======== Records to use
//! CalendarService trait definition.
//!
//! A [`CalendarService`] is the remote side of the sync: it lists every event
//! of one calendar for the pull cycle and writes single events for the push
//! worker.

use std::future::Future;
use std::pin::Pin;

use crate::error::{ProviderError, ProviderResult};
use crate::payload::{EventPayload, OutboundEvent};

/// A boxed future for async trait methods.
///
/// Boxed futures keep the traits object-safe so services can be shared as
/// `Arc<dyn CalendarService>`.
pub type BoxFuture<'a, T> = Pin<Box<dyn Future<Output = T> + Send + 'a>>;

/// A remote calendar.
///
/// # Implementation Notes
///
/// - `list_events` handles pagination internally and returns every event
/// - `upsert_event` must be safe to repeat: writing the same event twice
///   leaves one remote event
/// - Neither method retries; callers own the retry policy
pub trait CalendarService: Send + Sync {
    /// Returns the name of this service (e.g. "google").
    fn name(&self) -> &str;

    /// Lists all events of a calendar.
    fn list_events<'a>(&'a self, calendar_id: &'a str)
    -> BoxFuture<'a, ProviderResult<Vec<EventPayload>>>;

    /// Creates or replaces the event identified by `outbound.event.id`.
    ///
    /// Returns the event as stored remotely, including its etag and link.
    fn upsert_event<'a>(
        &'a self,
        outbound: &'a OutboundEvent,
    ) -> BoxFuture<'a, ProviderResult<EventPayload>>;
}

/// A calendar that fails every call with a fixed error.
///
/// Stands in for a service that could not be configured, so the daemon can
/// still start and report the problem on each cycle.
#[derive(Debug)]
pub struct UnavailableCalendar {
    name: String,
    error: ProviderError,
}

impl UnavailableCalendar {
    pub fn new(name: impl Into<String>, error: ProviderError) -> Self {
        Self {
            name: name.into(),
            error,
        }
    }

    fn error(&self) -> ProviderError {
        ProviderError::new(self.error.code(), self.error.message()).with_provider(&self.name)
    }
}

impl CalendarService for UnavailableCalendar {
    fn name(&self) -> &str {
        &self.name
    }

    fn list_events<'a>(
        &'a self,
        _calendar_id: &'a str,
    ) -> BoxFuture<'a, ProviderResult<Vec<EventPayload>>> {
        let error = self.error();
        Box::pin(async move { Err(error) })
    }

    fn upsert_event<'a>(
        &'a self,
        _outbound: &'a OutboundEvent,
    ) -> BoxFuture<'a, ProviderResult<EventPayload>> {
        let error = self.error();
        Box::pin(async move { Err(error) })
    }
}

#[cfg(test)]
mod tests {
    use super::*;
    use crate::error::ProviderErrorCode;

    #[tokio::test]
    async fn unavailable_calendar_fails_every_call() {
        let calendar = UnavailableCalendar::new("google", ProviderError::network("offline"));
        assert_eq!(calendar.name(), "google");

        let err = calendar.list_events("primary").await.unwrap_err();
        assert_eq!(err.code(), ProviderErrorCode::NetworkError);
        assert_eq!(err.provider(), Some("google"));

        let outbound = OutboundEvent {
            calendar_id: "primary".to_string(),
            event: EventPayload::default(),
        };
        assert!(calendar.upsert_event(&outbound).await.is_err());
    }
}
================
■ Exercise goal:
The response should hold exactly the lines starting at the line with "Returns the name" and ending at the line with "the daemon can", and no other line of the material above.

■ Solution for this task:
    /// Returns the name of this service (e.g. "google").
    fn name(&self) -> &str;

    /// Lists all events of a calendar.
    fn list_events<'a>(&'a self, calendar_id: &'a str)
    -> BoxFuture<'a, ProviderResult<Vec<EventPayload>>>;

    /// Creates or replaces the event identified by `outbound.event.id`.
    ///
    /// Returns the event as stored remotely, including its etag and link.
    fn upsert_event<'a>(
        &'a self,
        outbound: &'a OutboundEvent,
    ) -> BoxFuture<'a, ProviderResult<EventPayload>>;
}

/// A calendar that fails every call with a fixed error.
///
/// Stands in for a service that could not be configured, so the daemon can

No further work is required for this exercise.